YTD. Turnover declined 3% dragged by device sales (-13%), prepaid (-4%) and digital (-14%), more than offset the strengths in postpaid (+2%) and fibre (+500%). As a result, core earnings softened by 1% to RM550m for the same reason mentioned above.

Postpaid 2Q22 revenue at RM629m (flat QoQ, +1% YoY) driven by higher demand for high speed subscriptions and attractive bundling offers. Added 41k subs QoQ while ARPU was eroded by RM1 to RM60 due to higher entry-level plan take-ups.

Prepaid 2Q22 sales at RM616m (flat QoQ, -4% YoY). Added 226k subs QoQ on the back of positive trend in Malaysian base and stable migrant segment. ARPU gained by RM1 QoQ to RM33.

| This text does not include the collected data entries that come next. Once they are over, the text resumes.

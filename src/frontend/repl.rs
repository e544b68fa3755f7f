// src/frontend/repl.rs

//! Interactive shell.
//!
//! A dedicated input thread reads one command at a time and forwards it to
//! the runtime. After each command it waits for an [`Ack`]: either "ready
//! for the next command", or a prompt the runtime wants answered first.
//! Output from running scripts is printed by the runtime as it arrives.

use std::io::{self, BufRead, Write};
use std::path::PathBuf;
use std::sync::mpsc as std_mpsc;
use std::thread;

use tokio::sync::mpsc;
use tracing::debug;

use crate::engine::{CredentialRequest, Query, RuntimeEvent, SinkUpdate};
use crate::frontend::{Frontend, ask_confirm_shutdown, ask_credential, format_update};
use crate::sink::CONSOLE_TITLE;
use crate::types::{JobId, TabId};

const PROMPT: &str = "scriptrun> ";

/// Message from the runtime to the input thread.
#[derive(Debug)]
pub enum Ack {
    Ready,
    Credential(CredentialRequest),
    ConfirmShutdown { active: usize },
    Exit,
}

pub struct ReplFrontend {
    acks: std_mpsc::Sender<Ack>,
}

impl ReplFrontend {
    /// Start the input thread reading from stdin.
    pub fn spawn(
        runtime_tx: mpsc::Sender<RuntimeEvent>,
    ) -> io::Result<(Self, thread::JoinHandle<()>)> {
        let (ack_tx, ack_rx) = std_mpsc::channel();
        let handle = thread::Builder::new()
            .name("scriptrun-input".to_string())
            .spawn(move || {
                let stdin = io::stdin();
                input_loop(stdin.lock(), &runtime_tx, &ack_rx);
            })?;
        Ok((Self { acks: ack_tx }, handle))
    }

    fn send(&self, ack: Ack) {
        if self.acks.send(ack).is_err() {
            debug!("input thread is gone");
        }
    }
}

impl Frontend for ReplFrontend {
    fn render(&mut self, update: &SinkUpdate) {
        println!("{}", format_update(update, CONSOLE_TITLE));
    }

    fn present(&mut self, text: &str) {
        println!("{text}");
    }

    fn prompt_credential(&mut self, request: CredentialRequest) {
        self.send(Ack::Credential(request));
    }

    fn confirm_shutdown(&mut self, active: usize) {
        self.send(Ack::ConfirmShutdown { active });
    }

    fn settle(&mut self) {
        self.send(Ack::Ready);
    }

    fn finish(&mut self) {
        self.send(Ack::Exit);
    }
}

fn input_loop(
    mut input: impl BufRead,
    runtime_tx: &mpsc::Sender<RuntimeEvent>,
    acks: &std_mpsc::Receiver<Ack>,
) {
    let mut line = String::new();
    loop {
        print!("{PROMPT}");
        let _ = io::stdout().flush();

        line.clear();
        match input.read_line(&mut line) {
            Ok(0) | Err(_) => {
                let _ = runtime_tx.blocking_send(RuntimeEvent::InputClosed);
                return;
            }
            Ok(_) => {}
        }

        let event = match parse_command(&line) {
            Ok(Some(event)) => event,
            Ok(None) => continue,
            Err(msg) => {
                eprintln!("{msg}");
                continue;
            }
        };

        if runtime_tx.blocking_send(event).is_err() {
            return;
        }
        if !await_ready(runtime_tx, acks) {
            return;
        }
    }
}

/// Serve prompts until the runtime says it is ready for the next command.
/// Returns `false` when the shell should stop reading.
fn await_ready(runtime_tx: &mpsc::Sender<RuntimeEvent>, acks: &std_mpsc::Receiver<Ack>) -> bool {
    loop {
        let answer = match acks.recv() {
            Ok(Ack::Ready) => return true,
            Ok(Ack::Exit) | Err(_) => return false,
            Ok(Ack::Credential(request)) => ask_credential(&request),
            Ok(Ack::ConfirmShutdown { active }) => ask_confirm_shutdown(active),
        };
        if runtime_tx.blocking_send(answer).is_err() {
            return false;
        }
    }
}

/// Parse one shell line. `Ok(None)` for blank lines.
pub fn parse_command(line: &str) -> Result<Option<RuntimeEvent>, String> {
    let line = line.trim();
    if line.is_empty() {
        return Ok(None);
    }
    let (cmd, rest) = match line.split_once(char::is_whitespace) {
        Some((cmd, rest)) => (cmd, rest.trim()),
        None => (line, ""),
    };

    let event = match cmd {
        "run" => RuntimeEvent::LaunchRequested {
            script: required(rest, "usage: run <label or path>")?.to_string(),
        },
        "cancel" => RuntimeEvent::CancelRequested {
            job: required(rest, "usage: cancel <job>")?.parse::<JobId>()?,
        },
        "limit" => {
            let limit = required(rest, "usage: limit <n>")?
                .parse::<usize>()
                .map_err(|_| format!("invalid limit: {rest}"))?;
            RuntimeEvent::LimitChanged { limit }
        }
        "jobs" => RuntimeEvent::Query(Query::Jobs),
        "tabs" => RuntimeEvent::Query(Query::Tabs),
        "help" | "?" => RuntimeEvent::Query(Query::Help),
        "show" => RuntimeEvent::Query(Query::Show {
            tab: required(rest, "usage: show <tab>")?.parse::<TabId>()?,
        }),
        "move" => {
            let (tab, index) = required(rest, "usage: move <tab> <index>")?
                .split_once(char::is_whitespace)
                .ok_or("usage: move <tab> <index>")?;
            RuntimeEvent::TabMoved {
                tab: tab.parse::<TabId>()?,
                index: index
                    .trim()
                    .parse::<usize>()
                    .map_err(|_| format!("invalid index: {index}"))?,
            }
        }
        "close" => RuntimeEvent::TabClosed {
            tab: required(rest, "usage: close <tab>")?.parse::<TabId>()?,
        },
        "close-finished" => RuntimeEvent::FinishedTabsClosed,
        "clear" => RuntimeEvent::TabCleared {
            tab: required(rest, "usage: clear <tab>")?.parse::<TabId>()?,
        },
        "note" => RuntimeEvent::ScratchpadNote {
            text: rest.to_string(),
        },
        "save" => {
            let (tab, path) = required(rest, "usage: save <tab> <file>")?
                .split_once(char::is_whitespace)
                .ok_or("usage: save <tab> <file>")?;
            RuntimeEvent::Query(Query::Save {
                tab: tab.parse::<TabId>()?,
                path: PathBuf::from(path.trim()),
            })
        }
        "scripts" => parse_scripts_query(rest)?,
        "quit" | "exit" => RuntimeEvent::ShutdownRequested { confirmed: false },
        other => return Err(format!("unknown command: {other} (try \"help\")")),
    };

    Ok(Some(event))
}

fn required<'a>(rest: &'a str, usage: &str) -> Result<&'a str, String> {
    if rest.is_empty() {
        Err(usage.to_string())
    } else {
        Ok(rest)
    }
}

/// `scripts [--tag <tag>] [search words]`
fn parse_scripts_query(rest: &str) -> Result<RuntimeEvent, String> {
    let mut tag = None;
    let mut words = Vec::new();
    let mut parts = rest.split_whitespace();
    while let Some(part) = parts.next() {
        if part == "--tag" {
            tag = Some(parts.next().ok_or("usage: scripts [--tag <tag>] [search]")?.to_string());
        } else {
            words.push(part);
        }
    }
    let search = (!words.is_empty()).then(|| words.join(" "));
    Ok(RuntimeEvent::Query(Query::Scripts { search, tag }))
}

Capex. Outlay of RM175m or 11% of total revenue in 2Q22. LTE and LTE-A population coverages improved marginally at 95% and 78%, respectively. Digi continued to invest in fibre and achieved 10,346km as end of 2Q22.

FY22 guidance. (1) Service revenue: return to growth; (2) normalized EBITDA to decline at low single digit (previously flat YoY); and (3) capex/total revenue to be around FY21 level (12.8%).

Forecast. Unchanged.

Maintain HOLD with lower DCF-derived TP of RM3.60 after adjusting WACC from 5.7% to 6.3% (as we tweak risk-free rate and beta) and TG of 1%. While waiting for more clarities on merger and 5G structure with DNB, dividend yield of 4.2% should sustain share price in the near term.